Task item:
Below are some records. Print exactly the lines between the one holding "pub struct Leave" and the one holding "pub const APPLY_FIELDS: &[FieldSpec]", inclusive, and nothing else.

Items from a dataset:
--------
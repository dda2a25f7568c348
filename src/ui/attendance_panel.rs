//! Check-in/check-out screen with per-employee history.

use eframe::egui::Ui;
use egui_phosphor::regular::{
    ARROWS_CLOCKWISE, CLOCK_COUNTER_CLOCKWISE, FILE_XLS, SIGN_IN, SIGN_OUT,
};

use super::ViewOutcome;
use super::components::{
    back_button, option_combo, panel_header, primary_button_with_icon, record_grid,
    styled_button_with_icon,
};
use super::payroll_panel::section;
use crate::flows::{AttendanceIntent, AttendancePanel};
use crate::models::AttendanceRecord;
use crate::notify::Notifier;
use crate::panel::OptionLists;

pub fn show(
    ui: &mut Ui,
    panel: &mut AttendancePanel,
    options: &OptionLists,
    notifier: &mut Notifier,
) -> ViewOutcome<AttendanceIntent> {
    let mut outcome = ViewOutcome::default();

    if back_button(ui) {
        outcome.back = true;
    }

    panel_header(ui, "Attendance");

    section(ui, "Check In / Check Out", |ui| {
        ui.horizontal(|ui| {
            ui.label("Employee:");
            let mut selected = panel.employee;
            if option_combo(ui, "attendance_employee", &options.employees, &mut selected) {
                panel.select(selected);
            }

            ui.add_space(10.0);
            if styled_button_with_icon(ui, ARROWS_CLOCKWISE, "Reload Employees").clicked() {
                outcome.reload_options = true;
            }
        });

        ui.add_space(10.0);

        ui.horizontal(|ui| {
            if primary_button_with_icon(ui, SIGN_IN, "Check In").clicked() {
                outcome.push(panel.check_in(notifier));
            }
            ui.add_space(10.0);
            if primary_button_with_icon(ui, SIGN_OUT, "Check Out").clicked() {
                outcome.push(panel.check_out(notifier));
            }
        });
    });

    ui.add_space(15.0);

    section(ui, "History", |ui| {
        ui.horizontal(|ui| {
            if styled_button_with_icon(ui, CLOCK_COUNTER_CLOCKWISE, "Load History").clicked() {
                outcome.push(panel.load_history(notifier));
            }
            ui.add_space(10.0);
            if styled_button_with_icon(ui, FILE_XLS, "Export to Excel").clicked() {
                outcome.export = true;
            }
        });

        ui.add_space(10.0);
        record_grid::<AttendanceRecord>(
            ui,
            "attendance_grid",
            panel.history(),
            "No attendance loaded",
            None,
        );
    });

    outcome
}
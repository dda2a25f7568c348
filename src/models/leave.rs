//! Leave requests and their approval state.

use std::fmt;

use serde::Deserialize;

use super::date::{WireDate, display_opt};
use super::id_cell;
use crate::panel::spec::{FieldKind, FieldSpec, OptionSource, Record};

/// Collection endpoint for leave requests.
pub const LEAVES_PATH: &str = "/api/leaves";

/// Approval state of a leave request.
#[derive(Debug, Clone, Copy, PartialEq, Eq)]
pub enum LeaveStatus {
    Pending,
    Approved,
    Rejected,
}

impl LeaveStatus {
    /// Value sent in the `status` query parameter.
    pub fn as_str(self) -> &'static str {
        match self {
            LeaveStatus::Pending => "PENDING",
            LeaveStatus::Approved => "APPROVED",
            LeaveStatus::Rejected => "REJECTED",
        }
    }

    /// Parse a wire status. Values this client does not know give `None`.
    pub fn parse(value: &str) -> Option<Self> {
        match value {
            "PENDING" => Some(LeaveStatus::Pending),
            "APPROVED" => Some(LeaveStatus::Approved),
            "REJECTED" => Some(LeaveStatus::Rejected),
            _ => None,
        }
    }

    /// Lowercase word used in notifications ("approved").
    pub fn verb(self) -> String {
        self.as_str().to_lowercase()
    }
}

impl fmt::Display for LeaveStatus {
    fn fmt(&self, f: &mut fmt::Formatter<'_>) -> fmt::Result {
        f.write_str(self.as_str())
    }
}

#[derive(Debug, Clone, Deserialize)]
#[serde(rename_all = "camelCase")]
pub struct Leave {
    pub leave_id: i64,
    #[serde(default)]
    pub employee_id: Option<i64>,
    #[serde(default)]
    pub start_date: Option<WireDate>,
    #[serde(default)]
    pub end_date: Option<WireDate>,
    #[serde(default)]
    pub reason: Option<String>,
    /// Status text as the backend sent it.
    #[serde(default)]
    pub status: Option<String>,
}

impl Leave {
    pub fn status(&self) -> Option<LeaveStatus> {
        self.status.as_deref().and_then(LeaveStatus::parse)
    }
}

/// Fields of the apply-for-leave form.
pub const APPLY_FIELDS: &[FieldSpec] = &[
    FieldSpec::new("employeeId", "Employee", FieldKind::Reference(OptionSource::Employees))
        .required(),
    FieldSpec::new("startDate", "Start Date", FieldKind::Date).required(),
    FieldSpec::new("endDate", "End Date", FieldKind::Date).required(),
    FieldSpec::new("reason", "Reason", FieldKind::LongText),
];

impl Record for Leave {
    const COLUMNS: &'static [&'static str] =
        &["Employee", "Start Date", "End Date", "Reason", "Status"];

    fn cells(&self) -> Vec<String> {
        vec![
            format!("Employee ID: {}", id_cell(self.employee_id)),
            display_opt(&self.start_date),
            display_opt(&self.end_date),
            self.reason.clone().unwrap_or_default(),
            self.status.clone().unwrap_or_default(),
        ]
    }
}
--------
Answer box:
pub struct Leave {
    pub leave_id: i64,
    #[serde(default)]
    pub employee_id: Option<i64>,
    #[serde(default)]
    pub start_date: Option<WireDate>,
    #[serde(default)]
    pub end_date: Option<WireDate>,
    #[serde(default)]
    pub reason: Option<String>,
    /// Status text as the backend sent it.
    #[serde(default)]
    pub status: Option<String>,
}

impl Leave {
    pub fn status(&self) -> Option<LeaveStatus> {
        self.status.as_deref().and_then(LeaveStatus::parse)
    }
}

/// Fields of the apply-for-leave form.
pub const APPLY_FIELDS: &[FieldSpec] = &[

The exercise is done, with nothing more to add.